** Material provided follows **

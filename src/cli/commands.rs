//! Command implementations.

use clap::CommandFactory;

use super::args::{CheckArgs, Cli, Commands, CompletionsArgs};
use crate::checkups::built_in_checkups;
use crate::doctoring::{Checkup, Doctor, Platform, RecordingReporter};
use crate::error::Result;
use crate::ui::{OutputMode, TerminalReporter};

/// Result of executing a command.
#[derive(Debug, Clone, Copy)]
pub struct CommandResult {
    pub exit_code: i32,
}

impl CommandResult {
    pub fn success() -> Self {
        Self { exit_code: 0 }
    }

    pub fn failure(exit_code: i32) -> Self {
        Self { exit_code }
    }
}

/// Dispatches parsed CLI arguments to command implementations.
pub struct CommandDispatcher;

impl Default for CommandDispatcher {
    fn default() -> Self {
        Self::new()
    }
}

impl CommandDispatcher {
    pub fn new() -> Self {
        Self
    }

    /// Execute the command selected by the CLI arguments.
    pub fn dispatch(&self, cli: &Cli) -> Result<CommandResult> {
        let mode = if cli.quiet {
            OutputMode::Quiet
        } else if cli.verbose {
            OutputMode::Verbose
        } else {
            OutputMode::Normal
        };

        match &cli.command {
            None => self.check(&CheckArgs::default(), mode),
            Some(Commands::Check(args)) => self.check(args, mode),
            Some(Commands::List) => self.list(mode),
            Some(Commands::Completions(args)) => self.completions(args),
        }
    }

    fn check(&self, args: &CheckArgs, mode: OutputMode) -> Result<CommandResult> {
        let doctor = Doctor::new(built_in_checkups()?);

        let report = if args.json {
            // Per-line output is suppressed; the report is the output.
            let mut recorder = RecordingReporter::new();
            let report = doctor.run(&mut recorder);
            println!("{}", report.to_json()?);
            report
        } else {
            let mut reporter = TerminalReporter::new(mode);
            let report = doctor.run(&mut reporter);
            let summary = if report.ok {
                "No issues found.".to_string()
            } else {
                let failed = report.error_count();
                format!(
                    "{} {} failed.",
                    failed,
                    if failed == 1 { "checkup" } else { "checkups" }
                )
            };
            reporter.summary(&summary, report.ok);
            report
        };

        if report.ok {
            Ok(CommandResult::success())
        } else {
            Ok(CommandResult::failure(1))
        }
    }

    fn list(&self, mode: OutputMode) -> Result<CommandResult> {
        let platform = Platform::current();
        let mut reporter = TerminalReporter::new(mode);

        for checkup in built_in_checkups()? {
            let applicability = if checkup.is_platform_supported(platform) {
                "applicable".to_string()
            } else {
                format!("not applicable on {}", platform)
            };
            reporter.message(&format!(
                "{} - {} ({})",
                checkup.id(),
                checkup.title(),
                applicability
            ));
        }

        Ok(CommandResult::success())
    }

    fn completions(&self, args: &CompletionsArgs) -> Result<CommandResult> {
        let mut command = Cli::command();
        clap_complete::generate(args.shell, &mut command, "medic", &mut std::io::stdout());
        Ok(CommandResult::success())
    }
}
//! Version requirement resolution.
//!
//! A requirement is a minimum version with an optional exact pin. When a
//! pin is present it is the sole acceptance criterion; otherwise the
//! minimum is an inclusive lower bound with no upper bound.

use semver::Version;

use crate::error::{MedicError, Result};

/// An immutable version policy for one toolchain.
#[derive(Debug, Clone, PartialEq, Eq)]
pub struct VersionRequirement {
    minimum: Version,
    exact: Option<Version>,
}

impl VersionRequirement {
    /// Build a requirement from configuration strings.
    ///
    /// Fails fast with [`MedicError::InvalidVersion`] if either string is
    /// not valid semver; a bad requirement must never reach evaluation.
    pub fn new(minimum: &str, exact: Option<&str>) -> Result<Self> {
        Ok(Self {
            minimum: parse_version(minimum)?,
            exact: exact.map(parse_version).transpose()?,
        })
    }

    /// Whether a discovered version satisfies this requirement.
    ///
    /// With a pin set, only exact semver equality (pre-release and build
    /// metadata included) passes. Otherwise any version at or above the
    /// minimum passes, under standard semver precedence.
    pub fn satisfied_by(&self, candidate: &Version) -> bool {
        match &self.exact {
            Some(exact) => candidate == exact,
            None => candidate >= &self.minimum,
        }
    }

    /// Version shown in human-facing titles: the pin if set, else the
    /// minimum. Has no effect on matching.
    pub fn display_version(&self) -> &Version {
        self.exact.as_ref().unwrap_or(&self.minimum)
    }
}

fn parse_version(value: &str) -> Result<Version> {
    Version::parse(value).map_err(|source| MedicError::InvalidVersion {
        value: value.to_string(),
        source,
    })
}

** End of Material provided **

**Aim of the exercise**
From the entries, copy every line in which the string "CommandDispatcher" can be found.

**Task output**
pub struct CommandDispatcher;
impl Default for CommandDispatcher {
impl CommandDispatcher {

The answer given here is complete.